Norma

Working on my first multi-agent project has been nothing short of eye-opening. AI systems are really here to stay! Especially now that advanced LLMs are taking center stage and reshaping what’s possible. To keep these systems efficient and flexible, it helps to split one large agent-based setup into a collection of more specialized units, rather than relying on a single, one-size-fits-all solution.

Quoting LangChain, an agent is a system that uses an LLM to decide the control flow of an application. So, when should an agent be used? Agents can be used for open-ended problems where it’s difficult or impossible to predict the required number of steps, and where you can’t hardcode a fixed path.

Agents Go Agentic

- Empowering agents with Agency

Generative AI models can be taught to use external tools for real-time information or tasks, such as checking a database for past purchases or sending an email. Once these AI systems can plan and take actions on their own to reach a goal, they become agentic.

Research led by Shunyu Yao shows that agents work best when they alternate between their own internal thought process and external actions. Their ReAct framework demonstrates how a model can move between “thinking” and performing practical steps (like making an API call). This ability to plan and execute tasks in a self-directed way transforms a basic language model into what we now call an “agent.” An agent, therefore, is agentic and is capable of not only reasoning and processing input but also interacting with external tools, making decisions autonomously and iteratively until it achieves its goal.

Beyond the Monolith: Multi-Agent Conversational Systems

-why and when a multi-agent approach is beneficial?

The necessity of adopting a multi-agent system is intuitive in complex problems where collaboration and parallel coordination are in demand. At its core, the idea is simple: rather than relying on one giant, monolithic LLM call, we distribute tasks among specialized “agents.”

Moreover, adopting a multi-agent architecture, agents are best described as “team members” each powered by an LLM, specific prompt, tools and internal logic. Every agent handles its own role, which makes the overall system more efficient and helps things move faster. They all work inside a shared framework that helps orchestrate the flow of the conversation .

Within the LangChain ecosystem, LangGraph offers a modular framework designed to make multi-agent workflows easier to manage. It provides the structure needed for effective coordination among AI agents, resulting in a smoother, well-organized collaboration all around.

This ecosystem introduces chains which incubate sequences of calls — whether to an LLM, a tool, or a data preprocessing step linked together. Once set up agents and their chains can be wrapped up in an API layer, or other deployment solution, to make it accessible to other applications.

Figure: levels of autonomy in LLM applications, Inspired by What is a “cognitive architecture”?

The figure compares four levels of LLMs autonomy in cognitive architectures.
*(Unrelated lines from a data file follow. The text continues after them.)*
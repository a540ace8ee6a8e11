//! Intent extraction, intent-to-signal planning, and command execution.

pub mod error;
pub mod executor;
pub mod mapping;
pub mod nlu;
pub mod rasa;
pub mod rules;

pub use error::{NluError, PlanError};
pub use executor::CommandExecutor;
pub use mapping::{ActionPlanner, Mapping, MappingPlanner};
pub use nlu::{IntentEngine, NluRegistry, TextOutcome};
LLM Call: In this setup, the code hands a single query to the language model and receives a one-off answer. The LLM determines only the content of its response, while the code retains control over every other part of the flow.
Chain: A chain links multiple LLM calls together. The model still generates each response, but the sequence of steps is dictated by the code. It allows for more complex interactions than a single step, yet follows a predetermined structure.
Router: Here, the language model decides which branch of logic to follow at each stage, but the possible paths themselves are laid out by the code. This approach balances flexibility with a defined set of routes.
Agent: An agent is fully autonomous. It chooses how to respond, which step to take next, and even what tools to use. There are no fixed instructions, letting the LLM adapt freely and steer the entire process on its own.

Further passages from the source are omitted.